Anomalous shift in scattering from topological nodal-ring semimetals

TL;DR

The paper demonstrates that mirror-protected nodal rings in 3D topological semimetals imprint a distinct anomalous scattering shift on reflected electron beams. By constructing a two-band model with a tunable topological charge $χ_h$, it shows that the shift vector field is amplified near the ring and that a refined semicircular circulation $κ_s$ encodes $χ_h$ via $κ_s=-2π χ_h$. The work further shows that $κ_s$ tracks topological phase transitions between nodal rings, Weyl points, and gapped phases, offering a robust experimental signature for probing ring geometry and topology. Overall, anomalous scattering shifts emerge as a powerful diagnostic tool for topological band structures beyond Weyl points.

Abstract

An electron beam may experience an anomalous spatial shift during an interface scattering process.
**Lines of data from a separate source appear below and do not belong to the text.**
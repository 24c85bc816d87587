use async_trait::async_trait;
use bytes::Bytes;
use model::core::identifiers::StorageKey;

pub mod error;
pub mod object;

pub use error::StorageError;

/// Destination of finished artifacts.
///
/// One call is one attempt. An artifact is either stored completely under
/// its key or not at all, and storing the same bytes under the same key
/// again is harmless.
#[async_trait]
pub trait StorageSink: Send + Sync {
    async fn persist(&self, key: &StorageKey, body: Bytes) -> Result<(), StorageError>;

    /// Short description for logs, such as `s3://bucket`.
    fn describe(&self) -> String;
}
Here, we investigate this phenomenon for reflection from mirror-symmetry-protected nodal-ring semimetals, which are characterized by an integer topological charge $χ_h$. We show that the shift is generally enhanced by the presence of nodal rings, and the ring's geometry can be inferred from the profile of shift vectors in the interface momentum plane. Importantly, the anomalous shift encodes the topological information of the ring, where the circulation of the shift vector field $κ_s$ over a semicircle is governed by the topological charge, with a simple relationship: $κ_s=-2πχ_h$. Furthermore, we demonstrate that the shift and its circulation reflect distinct features of topological phase transitions of the charged rings. This study uncovers a novel physical signature of topological nodal rings and positions anomalous scattering shifts as a powerful tool for probing topological band structures.

Figures (9)

• Figure 1: (a) Illustration of a mirror-protected nodal ring, denoted by the red circle in $k_z=0$ plane. The ring is inside the disk $\mathcal{D}$ and covered by hemisphere $S_N$. (b) and (c) show the Wilson loop on a circle of latitude versus the spherical angle $\gamma$ (as shown in (1)) for model Eq. (\ref{['HH']}) with $n=1$ and $n=2$, respectively. Here, we set $A=1$, $B=1$, $C=-0.2$ and $D=-2$. (d) Phase diagram of model (\ref{['HH']}) in the $C$-$D$ parameter plane. Here, we take $B>0$.
• Figure 2: Distribution of the Berry curvature field $\boldsymbol{\Omega}(\boldsymbol{k})$ for the four phases in the phase diagram Fig. \ref{['nodalstructure']}(d). The plot is for the $k_x=0$ plane. The color map indicates the magnitude of Berry curvature. (a) The phase with nodal ring plus Weyl points, for $C>0$ and $D<0$ . (b) The gapped phase, for $C>0$ and $D>0$. (c) The phase with nodal ring, for $C<0$ and $D<0$. (d) The phase with Weyl points, for $C<0$ and $D>0$. In the calculation, we set $n=1$, $A=1$, $B=0.5$, $|C|=0.5$ and $|D|=0.5$.
• Figure 3: (a) Schematic figure showing the setup. An interface at $x=0$ is formed between an incident medium ($x<0$) and a target medium ($x>0$). (b) An electron beam $\Psi^i$ from the incident medium is scattered at the interface. The reflected beam is described by $\Psi^r$. The reflected beam may experience a spatial shift $\bm \ell$ from the incident point in the interface plane.
• Figure 4: (a) Schematic plot of the band structures of the incident and the target media. The target medium here has a mirror-protected nodal ring near the Fermi level. (b) Illustration of the CAS over a closed loop $C$ in the interface momentum plane.
• Figure 5: (a) Illustration of CAS $\kappa_s$ over a semicircle $C_+$ with symmetric ends $A$ and $\bar{A}$. The red line makes the range of the nodal ring. $\Gamma$ is another path with arbitrary shape but with the two ends $A$ and $\bar{A}$ fixed. (b) Numerical results for the shift vector field $\boldsymbol{\ell}$ in the interface momentum plane for a ring with a trivial charge. The magnitude and the direction of the shift vectors are indicated by the color map and the arrows, respectively. Here, we take $n=0$, $E_F=0.2$, $U=8$, $V=16$, $A=1$, $B=1$, $C=-1$ and $D=-1$. $\xi$ is a unit of length, defined as $\xi=A/B$.